Wars like the ones in Iraq have consequences. 


But when you think it will be a cakewalk and we will be greeted with Roses and Chocolates you don't prepare for those things.


So you have soldiers who return and cant get the care they need. 

Kyle_Wingfield
Kyle_Wingfield moderator

@Hedley_Lammar Actually, at the moment Vietnam veterans are the ones going through the high-use, high-cost years. That's per McDonald at the hearing.

RafeHollister
RafeHollister

@Kyle_Wingfield @Hedley_Lammar Now Headley needs someone to help him with another Bush to blame talking point.  Obama has had 7 years to bring the VA up to speed, but seems he was more interested in eliminating the Oreo's from school lunches, than take care of our wonderful veterans.

Hedley_Lammar
Hedley_Lammar

@RafeHollister @Kyle_Wingfield @Hedley_Lammar Wow


So Obama is responsible for all those injured in Iraq and in need of care. Talk about deflecting blame.

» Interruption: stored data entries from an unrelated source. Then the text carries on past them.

//! Définition et implémentation des commandes CLI
//!
//! - `resolve`: régions GeoJSON + points CSV → comptage par région
//! - `inspect`: contrôle d'un fichier de régions

use std::path::{Path, PathBuf};
use std::time::Instant;

use anyhow::{Context, Result};
use clap::{Args, Subcommand};
use county_resolver::{CountyResolver, CsvPointSource, GeoJsonFile, RegionSet};
use county_resolver_cli::{ResolveReport, ResolverSettings};
use tracing::{info, warn};

#[derive(Subcommand)]
pub enum Commands {
    /// Count points per county
    Resolve(ResolveArgs),

    /// Load a region file and print its summary
    Inspect {
        /// Path to the GeoJSON region file
        #[arg(short, long)]
        regions: PathBuf,

        /// Feature property holding the region id (défaut: LVL_2_ID)
        #[arg(long)]
        id_property: Option<String>,

        /// Print every region id
        #[arg(long)]
        list: bool,
    },
}

/// Arguments de la commande `resolve`
///
/// Les options absentes gardent la valeur du fichier `--config` ou de
/// l'environnement.
#[derive(Args, Debug)]
pub struct ResolveArgs {
    /// Path to the GeoJSON region file (FeatureCollection of Polygon/MultiPolygon)
    #[arg(short, long)]
    pub regions: PathBuf,

    /// Path to the CSV points file (longitude,latitude per line)
    #[arg(short, long)]
    pub points: PathBuf,

    /// JSON settings file
    #[arg(long)]
    pub config: Option<PathBuf>,

    /// Feature property holding the region id (défaut: LVL_2_ID)
    #[arg(long)]
    pub id_property: Option<String>,

    /// Number of classification threads (défaut: env COUNTY_RESOLVER_WORKERS / 100)
    #[arg(long, alias = "threads")]
    pub workers: Option<usize>,

    /// Points per batch (défaut: env COUNTY_RESOLVER_BATCH_SIZE / 1000)
    #[arg(long)]
    pub batch_size: Option<usize>,

    /// Fail the run if any batch fails
    #[arg(long)]
    pub strict: bool,

    /// CSV columns are latitude,longitude
    #[arg(long)]
    pub lat_first: bool,

    /// Skip the first CSV line
    #[arg(long)]
    pub has_header: bool,

    /// CSV delimiter: a single ASCII character, or "tab"
    #[arg(long, value_parser = parse_delimiter)]
    pub delimiter: Option<char>,

    /// Save the run report as JSON
    #[arg(long)]
    pub report: Option<PathBuf>,

    /// Fail if resolved points / points read is below this value
    #[arg(long)]
    pub min_resolved_fraction: Option<f64>,

    /// Fail if throughput (resolved points per second) is below this value
    #[arg(long)]
    pub min_rate: Option<f64>,

    /// Number of regions shown in the console report
    #[arg(long, default_value_t = 20)]
    pub top: usize,
}

impl ResolveArgs {
    /// Paramètres effectifs: défaut, fichier, environnement, puis flags
    pub fn settings(&self) -> Result<ResolverSettings> {
        let mut settings = match &self.config {
            Some(path) => ResolverSettings::load(path)?,
            None => ResolverSettings::default(),
        };
        settings.apply_env()?;
        self.apply_overrides(&mut settings);
        Ok(settings)
    }

    fn apply_overrides(&self, settings: &mut ResolverSettings) {
        if let Some(workers) = self.workers {
            settings.workers = workers;
        }
        if let Some(batch_size) = self.batch_size {
            settings.batch_size = batch_size;
        }
        if let Some(ref property) = self.id_property {
            settings.id_property = property.clone();
        }
        if let Some(delimiter) = self.delimiter {
            settings.delimiter = delimiter;
        }
        if self.min_resolved_fraction.is_some() {
            settings.min_resolved_fraction = self.min_resolved_fraction;
        }
        if self.min_rate.is_some() {
            settings.min_rate = self.min_rate;
        }
        settings.strict |= self.strict;
        settings.lat_first |= self.lat_first;
        settings.has_header |= self.has_header;
    }
}

/// Exécute la commande resolve
pub fn cmd_resolve(args: ResolveArgs) -> Result<()> {
    let settings = args.settings()?;
    let config = settings.resolver_config()?;
    let csv_options = settings.csv_options()?;

    info!(
        workers = config.worker_count,
        batch_size = config.batch_size,
        strict = config.strict,
        id_property = %settings.id_property,
        "Resolver settings"
    );

    let geometry = GeoJsonFile::new(&args.regions).with_id_property(settings.id_property.clone());
    let mut resolver =
        CountyResolver::new(config, geometry).context("Failed to create resolver")?;

    let mut points = CsvPointSource::open(&args.points, csv_options)
        .with_context(|| format!("Failed to open points file: {}", args.points.display()))?;

    let mut report = ResolveReport::new(
        &args.regions.display().to_string(),
        &args.points.display().to_string(),
    );
    report.record_config(config.worker_count, config.batch_size);

    let start = Instant::now();
    let outcome = resolver.resolve(&mut points);
    report.set_duration(start.elapsed());
    resolver.close();

    match &outcome {
        Ok(resolution) => report.record_resolution(resolution),
        Err(e) => report.record_failure(e),
    }
    report.finalize();
    report.display(args.top);

    if let Some(ref path) = args.report {
        report.save_to_file(path)?;
        info!(path = %path.display(), "Report saved");
    }

    let resolution = outcome.context("Resolution failed")?;
    if resolution.has_warnings() {
        warn!(
            failed_batches = resolution.task_errors.len(),
            "Some batches were not classified"
        );
    }

    report.check_thresholds(settings.min_resolved_fraction, settings.min_rate)?;
    info!("{}", report.summary());

    Ok(())
}

/// Exécute la commande inspect
pub fn cmd_inspect(path: &Path, id_property: Option<String>, list: bool) -> Result<()> {
    let mut source = GeoJsonFile::new(path);
    if let Some(property) = id_property {
        source = source.with_id_property(property);
    }

    let start = Instant::now();
    let regions = RegionSet::load(&mut source)
        .with_context(|| format!("Failed to load regions: {}", path.display()))?;
    let elapsed = start.elapsed();

    let polygons: usize = regions.regions().map(|(_, geometry)| geometry.0.len()).sum();

    println!("File: {}", path.display());
    println!("Regions: {}", regions.len());
    println!("Polygons: {}", polygons);
    println!("Fingerprint: {}", regions.fingerprint());
    println!("Loaded in {:.2}s", elapsed.as_secs_f64());

    if list {
        let mut ids: Vec<(&str, usize)> = regions
            .regions()
            .map(|(id, geometry)| (id, geometry.0.len()))
            .collect();
        ids.sort_unstable();
        for (id, parts) in ids {
            println!("  {} ({} polygon{})", id, parts, if parts > 1 { "s" } else { "" });
        }
    }

    Ok(())
}

/// Parse un séparateur CSV: un caractère ASCII, `tab` ou `\t`
fn parse_delimiter(raw: &str) -> Result<char, String> {
    match raw {
        "tab" | "\\t" | "\t" => return Ok('\t'),
        _ => {}
    }

    let mut chars = raw.chars();
    match (chars.next(), chars.next()) {
        (Some(c), None) if c.is_ascii() => Ok(c),
        _ => Err(format!(
            "Invalid delimiter: {:?}. Use a single ASCII character or \"tab\"",
            raw
        )),
    }
}

#[cfg(test)]
mod tests {
    use super::*;
    use clap::Parser;

    #[derive(Parser)]
    struct TestCli {
        #[command(flatten)]
        args: ResolveArgs,
    }

    fn parse(argv: &[&str]) -> ResolveArgs {
        let mut full = vec!["test", "--regions", "r.geojson", "--points", "p.csv"];
        full.extend_from_slice(argv);
        TestCli::try_parse_from(full).unwrap().args
    }

    #[test]
    fn test_parse_delimiter() {
        assert_eq!(parse_delimiter(",").unwrap(), ',');
        assert_eq!(parse_delimiter(";").unwrap(), ';');
        assert_eq!(parse_delimiter("tab").unwrap(), '\t');
        assert_eq!(parse_delimiter("\\t").unwrap(), '\t');
        assert!(parse_delimiter("").is_err());
        assert!(parse_delimiter(",,").is_err());
        assert!(parse_delimiter("é").is_err());
    }

    #[test]
    fn test_flags_override_settings() {
        let args = parse(&[
            "--workers",
            "4",
            "--batch-size",
            "50",
            "--strict",
            "--lat-first",
            "--delimiter",
            ";",
            "--min-rate",
            "5000",
        ]);

        let mut settings = ResolverSettings {
            workers: 32,
            min_resolved_fraction: Some(0.9),
            ..Default::default()
        };
        args.apply_overrides(&mut settings);

        assert_eq!(settings.workers, 4);
        assert_eq!(settings.batch_size, 50);
        assert!(settings.strict);
        assert!(settings.lat_first);
        assert!(!settings.has_header);
        assert_eq!(settings.delimiter, ';');
        assert_eq!(settings.min_rate, Some(5000.0));
        // Non fourni en flag: valeur du fichier conservée
        assert_eq!(settings.min_resolved_fraction, Some(0.9));
    }

    #[test]
    fn test_absent_flags_keep_settings() {
        let args = parse(&[]);
        let mut settings = ResolverSettings {
            workers: 12,
            strict: true,
            id_property: "GEOID".to_string(),
            ..Default::default()
        };
        args.apply_overrides(&mut settings);

        assert_eq!(settings.workers, 12);
        assert!(settings.strict);
        assert_eq!(settings.id_property, "GEOID");
        assert_eq!(args.top, 20);
    }

    #[test]
    fn test_invalid_delimiter_rejected_by_parser() {
        let result = TestCli::try_parse_from([
            "test",
            "--regions",
            "r.geojson",
            "--points",
            "p.csv",
            "--delimiter",
            "ab",
        ]);
        assert!(result.is_err());
    }
}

And FYI Obama got us OUT of Iraq. Otherwise there would be many more veterans in need of care. 


http://www.politifact.com/truth-o-meter/promises/obameter/subjects/veterans/


Also Obama kept most of this campaign promises concerning veterans. Not all no. Are we doing enough no....But if Obama had been President in 2001 i'm betting fewer veterans would need care today. Of that I have no doubt. 

RafeHollister
RafeHollister

@Hedley_Lammar @RafeHollister @Kyle_Wingfield Funny, that you forget Afghanistan where more have been killed and injured under Obama than under Bush.   What about his own casualties?   Barry said while running for President in 2007, he was going to fix the VA.  He didn't do diddly until these problems arose.  He is a failure as a manager of the Fed Gov!

Jefferson1776
Jefferson1776

Instead of giving Israel 6m $ a day, give it to the VA to build hospitals and treat vets. They need the money more.

LilBarryBailout
LilBarryBailout

@Jefferson1776

Obamacare and other handout programs waste much more than that.  Vets and Israelis surrounded by Obama's Islamist comrades need the money more than our own slothful wastes of oxygen.

Stephenson_Billings
Stephenson_Billings

I think this says it all:


The government has no idea how many agencies it has

The U.S. government does not know how many agencies and programs it is asking taxpayers to fund, The Daily Caller has learned.

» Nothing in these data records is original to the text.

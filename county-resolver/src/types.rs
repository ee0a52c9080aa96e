//! Types de données pour le crate county-resolver

use std::collections::HashMap;
use std::sync::atomic::{AtomicBool, Ordering};
use std::sync::Arc;

use crate::error::{ClassificationTaskError, ResolutionError};

/// Un point longitude/latitude (x = longitude, y = latitude)
pub type Point = geo::Coord<f64>;

/// Comptage final: identifiant de région -> nombre de points contenus
pub type ResultMap = HashMap<String, u64>;

/// Nombre de workers par défaut
pub const DEFAULT_WORKER_COUNT: usize = 100;

/// Taille de batch par défaut
pub const DEFAULT_BATCH_SIZE: usize = 1000;

/// Groupe de points traité comme une unité de travail
#[derive(Debug, Clone, PartialEq)]
pub struct Batch {
    /// Numéro d'ordre d'émission (à partir de 0)
    pub sequence: u64,

    /// Points dans l'ordre d'arrivée
    pub points: Vec<Point>,
}

impl Batch {
    pub fn len(&self) -> usize {
        self.points.len()
    }

    pub fn is_empty(&self) -> bool {
        self.points.is_empty()
    }
}

/// Configuration d'un resolver, fixée à la construction
#[derive(Debug, Clone, Copy, PartialEq, Eq)]
pub struct ResolverConfig {
    /// Nombre de workers concurrents
    pub worker_count: usize,

    /// Nombre de points par batch
    pub batch_size: usize,

    /// Escalader les échecs de batch en échec du run
    pub strict: bool,
}

impl Default for ResolverConfig {
    fn default() -> Self {
        Self {
            worker_count: DEFAULT_WORKER_COUNT,
            batch_size: DEFAULT_BATCH_SIZE,
            strict: false,
        }
    }
}

impl ResolverConfig {
    pub fn new(worker_count: usize, batch_size: usize) -> Self {
        Self {
            worker_count,
            batch_size,
            ..Default::default()
        }
    }

    pub fn strict(mut self, strict: bool) -> Self {
        self.strict = strict;
        self
    }

    /// Vérifie que les paramètres sont utilisables
    pub fn validate(&self) -> Result<(), ResolutionError> {
        if self.worker_count == 0 {
            return Err(ResolutionError::InvalidConfig(
                "worker_count must be greater than 0".into(),
            ));
        }
        if self.batch_size == 0 {
            return Err(ResolutionError::InvalidConfig(
                "batch_size must be greater than 0".into(),
            ));
        }
        Ok(())
    }
}

/// Résultat d'un run terminé
#[derive(Debug, Clone)]
pub struct Resolution {
    /// Comptage par région (seules les régions avec au moins un point)
    pub counts: ResultMap,

    /// Nombre de points tirés de la source
    pub points_consumed: u64,

    /// Nombre de batches soumis
    pub batches: u64,

    /// Nombre de régions chargées
    pub region_count: usize,

    /// Empreinte blake3 des régions utilisées
    pub fingerprint: String,

    /// Batches en échec (non fatals hors mode strict)
    pub task_errors: Vec<ClassificationTaskError>,
}

impl Resolution {
    /// Somme des comptages (peut excéder le nombre de points si des régions se chevauchent)
    pub fn resolved_total(&self) -> u64 {
        self.counts.values().sum()
    }

    /// Vrai si des batches ont échoué
    pub fn has_warnings(&self) -> bool {
        !self.task_errors.is_empty()
    }

    pub fn count(&self, region: &str) -> u64 {
        self.counts.get(region).copied().unwrap_or(0)
    }
}

/// Signal d'annulation partagé entre l'appelant et le run
#[derive(Debug, Clone, Default)]
pub struct CancelFlag(Arc<AtomicBool>);

impl CancelFlag {
    pub fn new() -> Self {
        Self::default()
    }

    /// Demande l'arrêt: plus aucun point n'est tiré, les batches en vol se terminent
    pub fn cancel(&self) {
        self.0.store(true, Ordering::Release);
    }

    pub fn is_cancelled(&self) -> bool {
        self.0.load(Ordering::Acquire)
    }
}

A spokesperson for the Congressional Budget Office also confirmed to The Daily Caller that the CBO did not have a list of agencies and programs, and instead referred The Daily Caller to the Government Accountability Office (GAO).

A GAO spokesman, in turn, referred The Daily Caller to OMB, stating that no list of programs has existed in the past because of the lack of a consensus within the federal government about what constitutes a program.


http://dailycaller.com/2013/05/03/the-government-has-no-idea-how-many-agencies-it-has/

RafeHollister
RafeHollister

With all the attention, money, and sunshine brought to bear on the VA, the problems are still immense.  It makes you realize what a tremendous mess it must have been, before the problems finally surfaced.  The VA, IRS, DOS, and the EPA, are perfect examples of what happens if the Congress does not vigorously pursue their oversight obligations.  Our bloated, inefficient, corrupt government has outgrown our ability to control it's excesses, and that was before the behemoth Robertscare Insurance company enriching program was created.

GeorgiaRedNeck
GeorgiaRedNeck

@RafeHollister "Congress does not vigorously pursue their oversight obligations." Well, we have that GOP controlled Senate and House. The GOP said they could govern whereas they didn't think the Democrats could govern. Why aren't the GOP Congress pursuing their responsibilities of oversight?